(Dataset entries)
++++++++++++++++++++

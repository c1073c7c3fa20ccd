//! `#[repr(C)]` types for the FFI boundary.
//!
//! # Design
//! Notifications cross the boundary as C callbacks receiving a borrowed
//! `FfiResponse`. Every pointer inside it refers to a `CString` owned by the
//! Rust side and is only valid until the callback returns; hosts copy what
//! they need. Conversion helpers live here to keep `lib.rs` focused on the
//! `extern "C"` surface.

use std::ffi::{c_void, CStr, CString};
use std::os::raw::c_char;
use std::path::PathBuf;
use std::ptr;
use std::sync::Arc;

use httpcall_core::{
    EngineConfig, Field, Flag, Foreground, HttpCall, MainLoop, Progress, RequestHeader, Response,
    ResponseHandler, ResponseKind, ResponseResult,
};

/// Opaque handle to an `HttpCall` and its foreground queue. C callers
/// receive a pointer to this and pass it back into every FFI function.
pub struct FfiHttpCall {
    pub(crate) inner: HttpCall,
    pub(crate) config: EngineConfig,
    pub(crate) handler: Arc<dyn ResponseHandler>,
    pub(crate) foreground: Foreground,
    pub(crate) main_loop: MainLoop,
}

impl FfiHttpCall {
    pub(crate) fn new(config: EngineConfig, callbacks: FfiCallbacks) -> Self {
        let (foreground, main_loop) = Foreground::channel();
        let handler: Arc<dyn ResponseHandler> = Arc::new(CallbackHandler { callbacks });
        let inner = HttpCall::new(config.clone(), foreground.clone(), Arc::clone(&handler));
        Self {
            inner,
            config,
            handler,
            foreground,
            main_loop,
        }
    }

    /// Rebuild the client after a configuration change; requests already in
    /// flight keep the configuration they started with.
    pub(crate) fn reconfigure(&mut self, config: EngineConfig) {
        self.inner = HttpCall::new(
            config.clone(),
            self.foreground.clone(),
            Arc::clone(&self.handler),
        );
        self.config = config;
    }
}

// ---------------------------------------------------------------------------
// Callbacks
// ---------------------------------------------------------------------------

/// Called with a flag code (see `httpcall_flag_name`) and a borrowed response.
pub type FfiFlagCallback =
    Option<extern "C" fn(user_data: *mut c_void, flag: i32, response: *const FfiResponse)>;

/// Called on the foreground context with a percentage in 1..=100.
pub type FfiProgressCallback =
    Option<extern "C" fn(user_data: *mut c_void, percentage: u8, total_size: i64, bytes_read: u64)>;

/// Host callbacks. Any of them may be null.
///
/// `on_background` runs on the request's worker thread; `on_foreground`
/// and `on_progress` run inside `httpcall_dispatch_pending`.
#[repr(C)]
#[derive(Clone, Copy)]
pub struct FfiCallbacks {
    pub user_data: *mut c_void,
    pub on_background: FfiFlagCallback,
    pub on_foreground: FfiFlagCallback,
    pub on_progress: FfiProgressCallback,
}

// The host guarantees `user_data` may be used from the worker threads.
unsafe impl Send for FfiCallbacks {}
unsafe impl Sync for FfiCallbacks {}

pub(crate) struct CallbackHandler {
    callbacks: FfiCallbacks,
}

impl ResponseHandler for CallbackHandler {
    fn on_background(&self, flag: Flag, response: &Response) {
        if let Some(callback) = self.callbacks.on_background {
            with_ffi_response(response, |ffi| callback(self.callbacks.user_data, flag.code(), ffi));
        }
    }

    fn on_foreground(&self, flag: Flag, response: &Response) {
        if let Some(callback) = self.callbacks.on_foreground {
            with_ffi_response(response, |ffi| callback(self.callbacks.user_data, flag.code(), ffi));
        }
    }

    fn on_progress(&self, progress: Progress) {
        if let Some(callback) = self.callbacks.on_progress {
            callback(
                self.callbacks.user_data,
                progress.percentage,
                progress.total_size,
                progress.bytes_read,
            );
        }
    }
}

// ---------------------------------------------------------------------------
// Response view
// ---------------------------------------------------------------------------

/// What `FfiResponse::result` holds.
#[repr(C)]
#[derive(Debug, Clone, Copy, PartialEq, Eq)]
pub enum FfiResultTag {
    None = 0,
    Text = 1,
    FilePath = 2,
    /// Raw body streams are not exposed over the C ABI; `result` is null.
    Stream = 3,
}

/// Borrowed view of a response, valid for the duration of one callback.
#[repr(C)]
pub struct FfiResponse {
    pub response_code: u16,
    /// -1 when the server sent no length, 0 before the exchange.
    pub content_length: i64,
    pub result_tag: FfiResultTag,
    pub result: *const c_char,
    pub url: *const c_char,
    pub method: *const c_char,
    pub content_type: *const c_char,
}

/// Build an `FfiResponse` whose strings live for the duration of `f`.
pub(crate) fn with_ffi_response<R>(response: &Response, f: impl FnOnce(*const FfiResponse) -> R) -> R {
    let (result_tag, result) = match response.result() {
        ResponseResult::None => (FfiResultTag::None, None),
        ResponseResult::Text(text) => (FfiResultTag::Text, Some(c_string(text))),
        ResponseResult::FilePath(path) => (
            FfiResultTag::FilePath,
            Some(c_string(&path.to_string_lossy())),
        ),
        ResponseResult::Stream(_) => (FfiResultTag::Stream, None),
    };
    let url = response.url().map(c_string);
    let method = response.request_method().map(|m| c_string(m.as_str()));
    let content_type = response.content_type().map(c_string);

    let ffi = FfiResponse {
        response_code: response.response_code(),
        content_length: response.content_length(),
        result_tag,
        result: opt_ptr(&result),
        url: opt_ptr(&url),
        method: opt_ptr(&method),
        content_type: opt_ptr(&content_type),
    };
    f(&ffi as *const FfiResponse)
}

/// `CString` from text that may contain interior NULs, which are dropped.
pub(crate) fn c_string(text: &str) -> CString {
    CString::new(text).unwrap_or_else(|err| {
        let mut bytes = err.into_vec();
        bytes.retain(|b| *b != 0);
        CString::new(bytes).unwrap_or_default()
    })
}

fn opt_ptr(value: &Option<CString>) -> *const c_char {
    value.as_ref().map_or(ptr::null(), |s| s.as_ptr())
}

// ---------------------------------------------------------------------------
// Arguments
// ---------------------------------------------------------------------------

/// A name/value pair of C strings, used for headers and form fields.
#[repr(C)]
pub struct FfiField {
    pub name: *const c_char,
    pub value: *const c_char,
}

/// Status returned by every request-issuing function.
#[repr(C)]
#[derive(Debug, Clone, Copy, PartialEq, Eq)]
pub enum FfiStatus {
    Ok = 0,
    NullArg = 1,
    InvalidArg = 2,
    Panic = 3,
}

/// Borrow a C string argument. Null and non-UTF-8 strings yield `None`.
///
/// # Safety
/// `ptr` must be null or point to a NUL-terminated string that outlives `'a`.
pub(crate) unsafe fn str_arg<'a>(ptr: *const c_char) -> Option<&'a str> {
    if ptr.is_null() {
        return None;
    }
    unsafe { CStr::from_ptr(ptr) }.to_str().ok()
}

/// Copy an array of `FfiField`s. Entries with a null or non-UTF-8 name are
/// skipped; a null value becomes the empty string.
///
/// # Safety
/// `ptr` must be null or point to `len` valid `FfiField`s.
pub(crate) unsafe fn fields_arg(ptr: *const FfiField, len: u32) -> Vec<Field> {
    if ptr.is_null() || len == 0 {
        return Vec::new();
    }
    let raw = unsafe { std::slice::from_raw_parts(ptr, len as usize) };
    raw.iter()
        .filter_map(|f| {
            let name = unsafe { str_arg(f.name) }?;
            let value = unsafe { str_arg(f.value) }.unwrap_or("");
            Some(Field::new(name, value))
        })
        .collect()
}

/// # Safety
/// Same as [`fields_arg`].
pub(crate) unsafe fn header_arg(ptr: *const FfiField, len: u32) -> Option<RequestHeader> {
    let fields = unsafe { fields_arg(ptr, len) };
    if fields.is_empty() {
        None
    } else {
        Some(fields.into_iter().collect())
    }
}

/// Null directory: deliver text. Otherwise store the body under it.
///
/// # Safety
/// Same as [`str_arg`].
pub(crate) unsafe fn response_kind_arg(directory: *const c_char) -> Option<ResponseKind> {
    if directory.is_null() {
        return Some(ResponseKind::Text);
    }
    unsafe { str_arg(directory) }.map(|dir| ResponseKind::file(PathBuf::from(dir)))
}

++++++++++++++++++++

▸ **Activity**: Begin with the first line of the records and finish with the line containing "use std::sync::Arc;". Reproduce those lines exactly, both ends included, and nothing else.

▸ **Answer space**:
repository c1073c7c3fa20ccd
//! `#[repr(C)]` types for the FFI boundary.
//!
//! # Design
//! Notifications cross the boundary as C callbacks receiving a borrowed
//! `FfiResponse`. Every pointer inside it refers to a `CString` owned by the
//! Rust side and is only valid until the callback returns; hosts copy what
//! they need. Conversion helpers live here to keep `lib.rs` focused on the
//! `extern "C"` surface.

use std::ffi::{c_void, CStr, CString};
use std::os::raw::c_char;
use std::path::PathBuf;
use std::ptr;
use std::sync::Arc;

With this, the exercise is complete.